The data: Begin
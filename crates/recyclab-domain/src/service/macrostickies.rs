//! Macrostickies statistics per size class
//!
//! Each data row gets the mean and sample standard deviation of its two
//! screenings, both rounded to 2 decimals. The last row is always a computed
//! total: screening columns hold the exact column sums, while the mean and
//! standard deviation cells hold the sum of the rows' already rounded cells
//! (not statistics recomputed over the raw data).

use log::debug;
use recyclab_types::{round_to, Result};
use serde::{Deserialize, Serialize};

use super::validation::ensure_number;
use crate::model::macrostickies::is_total_label;
use crate::model::{MacrostickiesDataset, MacrostickiesRow, SizeClass, TOTAL_SIZE_LABEL};

const DECIMALS: i32 = 2;

#[derive(Debug, Clone, PartialEq, Serialize, Deserialize)]
pub struct MacrostickiesResultRow {
    pub size_class: String,
    pub screening_1: f64,
    pub screening_2: f64,
    pub mean: f64,
    pub std_dev: f64,
}

/// Data rows followed by exactly one total row
#[derive(Debug, Clone, PartialEq, Serialize, Deserialize)]
pub struct MacrostickiesTable {
    pub rows: Vec<MacrostickiesResultRow>,
}

impl MacrostickiesTable {
    pub fn data_rows(&self) -> &[MacrostickiesResultRow] {
        &self.rows[..self.rows.len().saturating_sub(1)]
    }

    pub fn total(&self) -> Option<&MacrostickiesResultRow> {
        self.rows.last()
    }
}

fn row_stats(index: usize, row: &MacrostickiesRow) -> Result<MacrostickiesResultRow> {
    let field = |column: &str| format!("macrostickies[{}] ({}) {}", index, row.size_class, column);
    ensure_number(&field("screening_1"), row.screening_1)?;
    ensure_number(&field("screening_2"), row.screening_2)?;

    let mean = (row.screening_1 + row.screening_2) / 2.0;
    // sample standard deviation (N - 1 = 1) of two values
    let std_dev = (row.screening_1 - row.screening_2).abs() / std::f64::consts::SQRT_2;

    Ok(MacrostickiesResultRow {
        size_class: row.size_class.clone(),
        screening_1: row.screening_1,
        screening_2: row.screening_2,
        mean: round_to(mean, DECIMALS),
        std_dev: round_to(std_dev, DECIMALS),
    })
}

fn total_row(rows: &[MacrostickiesResultRow]) -> MacrostickiesResultRow {
    let sum = |f: fn(&MacrostickiesResultRow) -> f64| rows.iter().map(f).sum::<f64>();
    MacrostickiesResultRow {
        size_class: TOTAL_SIZE_LABEL.to_string(),
        screening_1: sum(|r| r.screening_1),
        screening_2: sum(|r| r.screening_2),
        mean: round_to(sum(|r| r.mean), DECIMALS),
        std_dev: round_to(sum(|r| r.std_dev), DECIMALS),
    }
}

/// Mean/std-dev columns for every data row plus the appended total row.
///
/// Any number of data rows is accepted; the form normally has one per
/// [`SizeClass`]. Negative or non-numeric screenings are rejected.
pub fn compute_macrostickies_table(rows: &[MacrostickiesRow]) -> Result<MacrostickiesTable> {
    if rows.len() != SizeClass::ALL.len() {
        debug!(
            "macrostickies table has {} data rows (expected {})",
            rows.len(),
            SizeClass::ALL.len()
        );
    }
    let mut computed = rows
        .iter()
        .enumerate()
        .map(|(idx, row)| row_stats(idx, row))
        .collect::<Result<Vec<_>>>()?;
    let total = total_row(&computed);
    computed.push(total);
    Ok(MacrostickiesTable { rows: computed })
}

/// Rebuild a table after an edit of the full grid.
///
/// The last position is the total slot: whatever it holds is discarded and
/// replaced by a freshly computed total over the rows before it, however many
/// rows were added or removed.
pub fn reconcile_macrostickies_rows(edited: &[MacrostickiesRow]) -> Result<MacrostickiesTable> {
    let data = match edited.split_last() {
        Some((last, rest)) => {
            if !is_total_label(&last.size_class) {
                debug!(
                    "overwriting last macrostickies row '{}' with the total",
                    last.size_class
                );
            }
            rest
        }
        None => edited,
    };
    compute_macrostickies_table(data)
}

/// Fixed-width text rendering of a computed table
pub fn render_macrostickies_table(
    dataset: MacrostickiesDataset,
    table: &MacrostickiesTable,
) -> String {
    let mut out = String::new();
    out.push_str(&format!("{}\n", dataset.label()));
    out.push_str(&"-".repeat(66));
    out.push('\n');
    out.push_str(&format!(
        "{:<18} {:>11} {:>11} {:>11} {:>11}\n",
        "Set Number", "Screening 1", "Screening 2", "Mean", "Std Dev"
    ));
    out.push_str(&"-".repeat(66));
    out.push('\n');
    for (idx, row) in table.rows.iter().enumerate() {
        if idx + 1 == table.rows.len() {
            out.push_str(&"-".repeat(66));
            out.push('\n');
        }
        out.push_str(&format!(
            "{:<18} {:>11.2} {:>11.2} {:>11.2} {:>11.2}\n",
            row.size_class, row.screening_1, row.screening_2, row.mean, row.std_dev
        ));
    }
    out
}

#[cfg(test)]
mod tests {
    use super::*;
    use recyclab_types::Error;

    fn filled_rows() -> Vec<MacrostickiesRow> {
        SizeClass::ALL
            .iter()
            .enumerate()
            .map(|(i, c)| MacrostickiesRow::new(c.label(), i as f64 * 1.5, i as f64 * 2.25 + 0.1))
            .collect()
    }

    #[test]
    fn test_known_pair() {
        let table =
            compute_macrostickies_table(&[MacrostickiesRow::new("150 - 200 µm", 10.0, 20.0)])
                .unwrap();
        assert!((table.rows[0].mean - 15.00).abs() < 1e-12);
        assert!((table.rows[0].std_dev - 7.07).abs() < 1e-12);
    }

    #[test]
    fn test_fifteen_rows_with_total_last() {
        let table = compute_macrostickies_table(&MacrostickiesRow::blank_rows()).unwrap();
        assert_eq!(table.rows.len(), 15);
        assert_eq!(table.data_rows().len(), 14);
        let total = table.total().unwrap();
        assert_eq!(total.size_class, TOTAL_SIZE_LABEL);
        assert_eq!(total.screening_1, 0.0);
        assert_eq!(total.screening_2, 0.0);
        assert_eq!(total.mean, 0.0);
        assert_eq!(total.std_dev, 0.0);
    }

    #[test]
    fn test_total_screenings_are_exact_sums() {
        let rows = filled_rows();
        let table = compute_macrostickies_table(&rows).unwrap();
        let total = table.total().unwrap();
        let s1: f64 = rows.iter().map(|r| r.screening_1).sum();
        let s2: f64 = rows.iter().map(|r| r.screening_2).sum();
        assert_eq!(total.screening_1, s1);
        assert_eq!(total.screening_2, s2);
    }

    #[test]
    fn test_total_stats_sum_rounded_cells() {
        let rows = vec![
            MacrostickiesRow::new("150 - 200 µm", 1.0, 2.0),
            MacrostickiesRow::new("200 - 300 µm", 1.0, 2.0),
            MacrostickiesRow::new("300 - 400 µm", 1.0, 2.0),
        ];
        let table = compute_macrostickies_table(&rows).unwrap();
        // each row: 1/sqrt(2) = 0.7071 -> 0.71; the total sums rounded cells
        assert!((table.total().unwrap().std_dev - 2.13).abs() < 1e-12);
        assert!((table.total().unwrap().mean - 4.5).abs() < 1e-12);
    }

    #[test]
    fn test_large_disparity() {
        let table =
            compute_macrostickies_table(&[MacrostickiesRow::new("50000 - 200000µm", 0.0, 1000.0)])
                .unwrap();
        assert!((table.rows[0].mean - 500.0).abs() < 1e-12);
        assert!((table.rows[0].std_dev - 707.11).abs() < 1e-9);
    }

    #[test]
    fn test_negative_count_rejected() {
        let err = compute_macrostickies_table(&[MacrostickiesRow::new("150 - 200 µm", -1.0, 2.0)])
            .unwrap_err();
        assert!(matches!(err, Error::InvalidInput { .. }));
    }

    #[test]
    fn test_reconcile_overwrites_last_row() {
        let mut edited = MacrostickiesRow::blank_rows();
        edited[0].screening_1 = 4.0;
        edited[0].screening_2 = 6.0;
        edited.push(MacrostickiesRow::new(TOTAL_SIZE_LABEL, 999.0, 999.0));
        let table = reconcile_macrostickies_rows(&edited).unwrap();
        assert_eq!(table.rows.len(), 15);
        let total = table.total().unwrap();
        assert_eq!(total.screening_1, 4.0);
        assert_eq!(total.screening_2, 6.0);
        assert!((total.mean - 5.0).abs() < 1e-12);
    }

    #[test]
    fn test_reconcile_with_added_rows() {
        let mut edited = MacrostickiesRow::blank_rows();
        edited.push(MacrostickiesRow::new("extra", 3.0, 3.0));
        edited.push(MacrostickiesRow::new("whatever was here", 50.0, 50.0));
        let table = reconcile_macrostickies_rows(&edited).unwrap();
        assert_eq!(table.rows.len(), 16);
        assert_eq!(table.total().unwrap().screening_1, 3.0);
        assert_eq!(table.total().unwrap().size_class, TOTAL_SIZE_LABEL);
    }

    #[test]
    fn test_reconcile_empty_grid() {
        let table = reconcile_macrostickies_rows(&[]).unwrap();
        assert_eq!(table.rows.len(), 1);
        assert_eq!(table.total().unwrap().screening_1, 0.0);
    }

    #[test]
    fn test_render_contains_rows() {
        let table =
            compute_macrostickies_table(&[MacrostickiesRow::new("150 - 200 µm", 10.0, 20.0)])
                .unwrap();
        let text = render_macrostickies_table(MacrostickiesDataset::Area, &table);
        assert!(text.contains("Macrostickies AREA Data"));
        assert!(text.contains("7.07"));
        assert!(text.contains(TOTAL_SIZE_LABEL));
    }
}
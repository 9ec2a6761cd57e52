//! Filtrate/water evaporation residue calculation

use log::debug;
use recyclab_types::{round_to, Result};
use serde::{Deserialize, Serialize};

use super::validation::{ensure_mass, ensure_number, usable_divisor};
use crate::model::{EvaporationRole, EvaporationSet};

const DECIMALS: i32 = 4;

/// One row of the evaporation table, rounded to 4 decimals
#[derive(Debug, Clone, Copy, PartialEq, Serialize, Deserialize)]
pub struct EvaporationRow {
    pub role: EvaporationRole,
    /// Tin mass minus output mass (g); may be negative
    pub residue: f64,
    /// Residue per gram of input sample
    pub evaporation_residue_ratio: f64,
}

/// Residue and residue ratio for the four fixed sample slots, in table order.
///
/// A zero or missing input mass yields a ratio of exactly 0 rather than an
/// undefined value.
pub fn compute_evaporation_table(samples: &EvaporationSet) -> Result<Vec<EvaporationRow>> {
    EvaporationRole::ORDER
        .iter()
        .map(|&role| -> Result<EvaporationRow> {
            let sample = samples.get(role);
            let prefix = role.label();
            ensure_number(&format!("{} tin mass", prefix), sample.tin_mass)?;
            ensure_mass(&format!("{} input mass", prefix), sample.input_mass)?;
            ensure_number(&format!("{} output mass", prefix), sample.output_mass)?;

            let residue = sample.tin_mass - sample.output_mass;
            let ratio = match usable_divisor(sample.input_mass) {
                Some(input) => residue / input,
                None => {
                    debug!("{}: no input mass, evaporation residue set to 0", prefix);
                    0.0
                }
            };

            Ok(EvaporationRow {
                role,
                residue: round_to(residue, DECIMALS),
                evaporation_residue_ratio: round_to(ratio, DECIMALS),
            })
        })
        .collect()
}
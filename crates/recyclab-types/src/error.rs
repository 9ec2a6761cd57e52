//! Error types for recyclab

use thiserror::Error;

/// Configuration-related errors
#[derive(Debug, Error)]
pub enum ConfigError {
    #[error("Configuration not found")]
    NotFound,

    #[error("Failed to parse configuration: {0}")]
    ParseError(String),

    #[error("Failed to save configuration: {0}")]
    SaveError(String),
}

#[derive(Debug, Error)]
pub enum Error {
    #[error("IO error: {0}")]
    Io(#[from] std::io::Error),

    #[error("JSON error: {0}")]
    Json(#[from] serde_json::Error),

    #[error("TOML error: {0}")]
    Toml(#[from] toml::de::Error),

    #[error("TOML serialization error: {0}")]
    TomlSerialize(#[from] toml::ser::Error),

    #[error("CSV error: {0}")]
    Csv(#[from] csv::Error),

    #[error("Configuration error: {0}")]
    Config(#[from] ConfigError),

    /// A measurement that can never be valid (negative mass, infinite or
    /// non-numeric value where no "missing" policy applies).
    #[error("Invalid input for {field}: {reason}")]
    InvalidInput { field: String, reason: String },

    #[error("File not found: {0}")]
    FileNotFound(String),

    #[error("Unsupported file format: {0}")]
    UnsupportedFormat(String),

    #[error("Excel export error: {0}")]
    Excel(String),
}

impl Error {
    pub fn invalid_input(field: impl Into<String>, reason: impl Into<String>) -> Self {
        Error::InvalidInput {
            field: field.into(),
            reason: reason.into(),
        }
    }
}

pub type Result<T> = std::result::Result<T, Error>;
//! Whole-sheet evaluation and text report

use log::debug;
use recyclab_types::{format_optional, Result};
use serde::{Deserialize, Serialize};

use super::evaporation::{compute_evaporation_table, EvaporationRow};
use super::macrostickies::{
    compute_macrostickies_table, render_macrostickies_table, MacrostickiesTable,
};
use super::moisture::{compute_moisture_table, MoistureTableResult};
use super::screen_reject::{compute_screen_rejects, ScreenRejectResult};
use super::yield_summary::YieldSummary;
use crate::model::macrostickies::is_total_label;
use crate::model::{
    CalculationSettings, LabSheet, MacrostickiesDataset, MacrostickiesRow, SampleInfo,
};

/// Every derived figure of one sample
#[derive(Debug, Clone, PartialEq, Serialize, Deserialize)]
pub struct LabReport {
    pub info: SampleInfo,
    pub settings: CalculationSettings,
    pub moisture: MoistureTableResult,
    pub evaporation: Vec<EvaporationRow>,
    pub screens: ScreenRejectResult,
    pub yield_summary: YieldSummary,
    pub macrostickies_area: MacrostickiesTable,
    pub macrostickies_number: MacrostickiesTable,
}

/// Sheet grids may carry the total slot the form displays; it is always recomputed.
fn sheet_data_rows(
    dataset: MacrostickiesDataset,
    rows: &[MacrostickiesRow],
) -> Vec<MacrostickiesRow> {
    rows.iter()
        .filter(|row| {
            let total = is_total_label(&row.size_class);
            if total {
                debug!("ignoring entered total row in {}", dataset.label());
            }
            !total
        })
        .cloned()
        .collect()
}

/// Run every calculator over one sheet
pub fn evaluate_sheet(sheet: &LabSheet, settings: &CalculationSettings) -> Result<LabReport> {
    debug!("evaluating sheet '{}'", sheet.info.sample_name);

    let moisture = compute_moisture_table(&sheet.moisture, settings.bone_dry_reference_g)?;
    let evaporation = compute_evaporation_table(&sheet.evaporation)?;
    let screens = compute_screen_rejects(
        &sheet.screens.stock,
        &sheet.screens.coarse,
        &sheet.screens.fine,
        &settings.screen,
    )?;
    let yield_summary = YieldSummary::from_rejects(screens.coarse_reject_pct, screens.fine_reject_pct);
    let macrostickies_area = compute_macrostickies_table(&sheet_data_rows(
        MacrostickiesDataset::Area,
        &sheet.macrostickies.area,
    ))?;
    let macrostickies_number = compute_macrostickies_table(&sheet_data_rows(
        MacrostickiesDataset::Number,
        &sheet.macrostickies.number,
    ))?;

    Ok(LabReport {
        info: sheet.info.clone(),
        settings: *settings,
        moisture,
        evaporation,
        screens,
        yield_summary,
        macrostickies_area,
        macrostickies_number,
    })
}

fn section(report: &mut String, title: &str) {
    report.push_str(&format!("【{}】\n", title));
}

pub fn generate_lab_report(report: &LabReport) -> String {
    let mut out = String::new();
    out.push_str("==================================================\n");
    out.push_str("          Recyclability Laboratory Test           \n");
    out.push_str("==================================================\n\n");

    section(&mut out, "Overview");
    out.push_str(&format!("  Sample Name:      {}\n", report.info.sample_name));
    out.push_str(&format!("  Order Number:     {}\n", report.info.order_number));
    out.push_str(&format!("  Date of Testing:  {}\n\n", report.info.date_label()));

    section(&mut out, "Dry Content & Sample Prep");
    out.push_str(&format!("  {:<16}", "Component"));
    let slots = report
        .moisture
        .components
        .iter()
        .map(|c| c.result.per_replicate_pct.len())
        .max()
        .unwrap_or(0);
    for slot in 1..=slots {
        out.push_str(&format!(" {:>12}", format!("Test {} (%)", slot)));
    }
    out.push('\n');
    for component in &report.moisture.components {
        out.push_str(&format!("  {:<16}", component.name));
        for slot in 0..slots {
            let pct = component.result.per_replicate_pct.get(slot).copied().flatten();
            out.push_str(&format!(" {:>12}", format_optional(pct, 2)));
        }
        out.push('\n');
    }
    let average = report
        .moisture
        .average_pct
        .map(|v| format!("{:.2}%", v))
        .unwrap_or_else(|| format_optional(None, 2));
    out.push_str(&format!("  Average Dry Content (%):               {}\n", average));
    out.push_str(&format!(
        "  Average {}g Bone Dry Equivalent (g):   {}\n\n",
        report.settings.bone_dry_reference_g,
        format_optional(report.moisture.bone_dry_equivalent_g, 2)
    ));

    section(&mut out, "Filtrate Analysis");
    out.push_str(&format!(
        "  {:<12} {:>12} {:>20}\n",
        "Sample", "Residue (g)", "Evaporation Residue"
    ));
    for row in &report.evaporation {
        out.push_str(&format!(
            "  {:<12} {:>12.4} {:>20.4}\n",
            row.role.label(),
            row.residue,
            row.evaporation_residue_ratio
        ));
    }
    out.push('\n');

    section(&mut out, "Coarse Screen");
    match report.screens.stock_consistency_pct {
        Some(v) => out.push_str(&format!("  Stock Consistency: {:.2} %\n", v)),
        None => out.push_str(&format!(
            "  Stock Consistency: {}\n",
            format_optional(None, 2)
        )),
    }
    for warning in &report.screens.warnings {
        out.push_str(&format!("  Warning: {}\n", warning));
    }
    out.push_str(&format!(
        "  Coarse: {:.2} %\n\n",
        report.screens.coarse_reject_pct
    ));

    section(&mut out, "Fine Screen");
    out.push_str(&format!("  Fine: {:.2} %\n\n", report.screens.fine_reject_pct));

    section(&mut out, "Total Yield");
    out.push_str(&format!(
        "  100 - {:.2} - {:.2} = {:.2} %\n\n",
        report.yield_summary.coarse_reject_pct,
        report.yield_summary.fine_reject_pct,
        report.yield_summary.total_yield_pct
    ));

    section(&mut out, "Macrostickies");
    out.push_str(&render_macrostickies_table(
        MacrostickiesDataset::Area,
        &report.macrostickies_area,
    ));
    out.push('\n');
    out.push_str(&render_macrostickies_table(
        MacrostickiesDataset::Number,
        &report.macrostickies_number,
    ));

    out.push_str("==================================================\n");
    out
}
//! Moisture test replicates

use serde::{Deserialize, Serialize};

/// One moisture-test replicate: the sample weighed before and after oven drying
#[derive(Debug, Clone, Copy, PartialEq, Default, Serialize, Deserialize)]
pub struct MassPair {
    /// Air dry mass (g)
    #[serde(default)]
    pub air_dry_mass: f64,
    /// Oven dry mass (g)
    #[serde(default)]
    pub oven_dry_mass: f64,
}

impl MassPair {
    pub fn new(air_dry_mass: f64, oven_dry_mass: f64) -> Self {
        Self {
            air_dry_mass,
            oven_dry_mass,
        }
    }

    /// Oven/air ratio, or `None` when the air dry mass is zero, missing or
    /// not a number.
    pub fn dry_ratio(&self) -> Option<f64> {
        if self.air_dry_mass > 0.0 && self.oven_dry_mass.is_finite() {
            Some(self.oven_dry_mass / self.air_dry_mass)
        } else {
            None
        }
    }
}

/// A named sample component ("Main", "Lid", ...) with its replicates
#[derive(Debug, Clone, PartialEq, Serialize, Deserialize)]
pub struct MoistureComponent {
    pub name: String,
    #[serde(default = "blank_replicates")]
    pub replicates: Vec<MassPair>,
}

fn blank_replicates() -> Vec<MassPair> {
    vec![MassPair::default(), MassPair::default()]
}

impl MoistureComponent {
    pub fn new(name: impl Into<String>, replicates: Vec<MassPair>) -> Self {
        Self {
            name: name.into(),
            replicates,
        }
    }

    /// Blank component with two zeroed replicates, as the moisture form starts
    pub fn blank(name: impl Into<String>) -> Self {
        Self::new(name, blank_replicates())
    }
}
//! Boundary checks shared by the calculators

use recyclab_types::{Error, Result};

/// A mass that may be missing (NaN) but never negative or infinite.
pub(crate) fn ensure_mass(field: &str, value: f64) -> Result<()> {
    if value.is_infinite() {
        return Err(Error::invalid_input(field, "value is infinite"));
    }
    if value < 0.0 {
        return Err(Error::invalid_input(
            field,
            format!("must not be negative (got {})", value),
        ));
    }
    Ok(())
}

/// A mass that must be present: like `ensure_mass`, and NaN is rejected.
pub(crate) fn ensure_number(field: &str, value: f64) -> Result<()> {
    if value.is_nan() {
        return Err(Error::invalid_input(field, "value is not a number"));
    }
    ensure_mass(field, value)
}

/// A reference sample mass used as a fixed divisor.
pub(crate) fn ensure_reference(field: &str, value: f64) -> Result<()> {
    if !(value.is_finite() && value > 0.0) {
        return Err(Error::invalid_input(
            field,
            format!("reference mass must be positive (got {})", value),
        ));
    }
    Ok(())
}

/// Divisor usable for a ratio: present and non-zero.
pub(crate) fn usable_divisor(value: f64) -> Option<f64> {
    if value.is_nan() || value == 0.0 {
        None
    } else {
        Some(value)
    }
}
//! Everything one sample's lab forms capture

use serde::{Deserialize, Serialize};

use super::evaporation::EvaporationSet;
use super::macrostickies::MacrostickiesRow;
use super::moisture::MoistureComponent;
use super::sample::SampleInfo;
use super::screen::ScreenSet;

#[derive(Debug, Clone, PartialEq, Serialize, Deserialize)]
pub struct MacrostickiesSet {
    #[serde(default = "MacrostickiesRow::blank_rows")]
    pub area: Vec<MacrostickiesRow>,
    #[serde(default = "MacrostickiesRow::blank_rows")]
    pub number: Vec<MacrostickiesRow>,
}

impl Default for MacrostickiesSet {
    fn default() -> Self {
        Self {
            area: MacrostickiesRow::blank_rows(),
            number: MacrostickiesRow::blank_rows(),
        }
    }
}

/// Measurement sheet of a single sample
#[derive(Debug, Clone, PartialEq, Default, Serialize, Deserialize)]
pub struct LabSheet {
    #[serde(default)]
    pub info: SampleInfo,
    #[serde(default)]
    pub evaporation: EvaporationSet,
    #[serde(default)]
    pub screens: ScreenSet,
    #[serde(default)]
    pub moisture: Vec<MoistureComponent>,
    #[serde(default)]
    pub macrostickies: MacrostickiesSet,
}

impl LabSheet {
    /// Blank sheet matching the initial state of the forms
    pub fn template() -> Self {
        Self {
            moisture: vec![MoistureComponent::blank("Main")],
            ..Default::default()
        }
    }
}
//! Report export

pub mod excel;

pub use excel::export_to_excel;
//! Application use cases

pub mod evaluation_service;

pub use evaluation_service::EvaluationService;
The data: End
Gather each line of the listing containing the word "deviation" and show it.

//! Each data row gets the mean and sample standard deviation of its two
//! standard deviation cells hold the sum of the rows' already rounded cells
    // sample standard deviation (N - 1 = 1) of two values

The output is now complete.